■ Task objective:
Every line containing the word "struct" must be pulled from the records.

Records for this task below:

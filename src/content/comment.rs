/// Comment manager
use crate::{
    auth::{authorize_mutation, OwnedResource},
    content::required,
    db::{
        account::{Account, AccountRole},
        models::{Comment, CommentDetails},
    },
    error::{AppError, AppResult},
    listing::{self, Filter, ListingSpec, Page, Pagination, Sort},
};
use chrono::Utc;
use serde::{Deserialize, Serialize};
use sqlx::SqlitePool;
use uuid::Uuid;

impl OwnedResource for Comment {
    const KIND: &'static str = "comment";
    const OVERRIDE_ROLES: &'static [AccountRole] = &[];

    fn owner_id(&self) -> &str {
        &self.owner_id
    }
}

/// Body of a comment create or edit
#[derive(Debug, Clone, Serialize, Deserialize)]
pub struct CommentRequest {
    pub content: String,
}

/// Comment manager service
pub struct CommentManager {
    db: SqlitePool,
}

impl CommentManager {
    pub fn new(db: SqlitePool) -> Self {
        Self { db }
    }

    /// Drafts only exist for their owner
    async fn require_video(&self, video_id: &str, viewer: Option<&str>) -> AppResult<()> {
        let exists: bool = sqlx::query_scalar(
            "SELECT EXISTS(SELECT 1 FROM video WHERE id = ?1 AND (is_published = 1 OR owner_id = ?2))",
        )
        .bind(video_id)
        .bind(viewer)
        .fetch_one(&self.db)
        .await?;
        if !exists {
            return Err(AppError::NotFound("Video not found".to_string()));
        }
        Ok(())
    }

    /// Comments on a video, newest first
    pub async fn list_for_video(
        &self,
        video_id: &str,
        viewer: Option<&str>,
        pagination: Pagination,
    ) -> AppResult<Page<CommentDetails>> {
        self.require_video(video_id, viewer).await?;

        let spec = ListingSpec {
            select: "c.id, c.video_id, c.owner_id, c.content, c.created_at, c.updated_at,
                     a.username AS owner_username, a.avatar AS owner_avatar,
                     (SELECT COUNT(*) FROM relationship_edge e
                       WHERE e.kind = 'comment_like' AND e.target_id = c.id) AS likes_count",
            from: "comment c JOIN account a ON a.id = c.owner_id",
            tiebreak: "c.rowid",
            filters: vec![Filter::Equals {
                column: "c.video_id",
                value: video_id.to_string(),
            }],
            sort: Sort::desc("c.created_at"),
        };

        listing::list(&self.db, &spec, pagination).await
    }

    pub async fn add(&self, owner_id: &str, video_id: &str, req: CommentRequest) -> AppResult<Comment> {
        let content = required(&req.content, "content")?;
        self.require_video(video_id, Some(owner_id)).await?;

        let comment = Comment {
            id: Uuid::new_v4().to_string(),
            video_id: video_id.to_string(),
            owner_id: owner_id.to_string(),
            content,
            created_at: Utc::now(),
            updated_at: Utc::now(),
        };

        sqlx::query(
            "INSERT INTO comment (id, video_id, owner_id, content, created_at, updated_at)
             VALUES (?1, ?2, ?3, ?4, ?5, ?6)",
        )
        .bind(&comment.id)
        .bind(&comment.video_id)
        .bind(&comment.owner_id)
        .bind(&comment.content)
        .bind(comment.created_at)
        .bind(comment.updated_at)
        .execute(&self.db)
        .await?;

        tracing::info!("Comment {} added to video {}", comment.id, video_id);
        Ok(comment)
    }

    pub async fn load(&self, id: &str) -> AppResult<Comment> {
        sqlx::query_as::<_, Comment>(
            "SELECT id, video_id, owner_id, content, created_at, updated_at FROM comment WHERE id = ?1",
        )
        .bind(id)
        .fetch_optional(&self.db)
        .await?
        .ok_or_else(|| AppError::NotFound("Comment not found".to_string()))
    }

    pub async fn update(&self, account: &Account, id: &str, req: CommentRequest) -> AppResult<Comment> {
        let content = required(&req.content, "content")?;
        let mut comment = self.load(id).await?;
        authorize_mutation(account, &comment)?;

        comment.content = content;
        comment.updated_at = Utc::now();
        sqlx::query("UPDATE comment SET content = ?1, updated_at = ?2 WHERE id = ?3")
            .bind(&comment.content)
            .bind(comment.updated_at)
            .bind(id)
            .execute(&self.db)
            .await?;

        Ok(comment)
    }

    pub async fn delete(&self, account: &Account, id: &str) -> AppResult<()> {
        let comment = self.load(id).await?;
        authorize_mutation(account, &comment)?;

        sqlx::query("DELETE FROM comment WHERE id = ?1")
            .bind(id)
            .execute(&self.db)
            .await?;

        tracing::info!("Comment {} deleted by {}", id, account.id);
        Ok(())
    }
}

End of Records for this task.

■ Answer below:
pub struct CommentRequest {
pub struct CommentManager {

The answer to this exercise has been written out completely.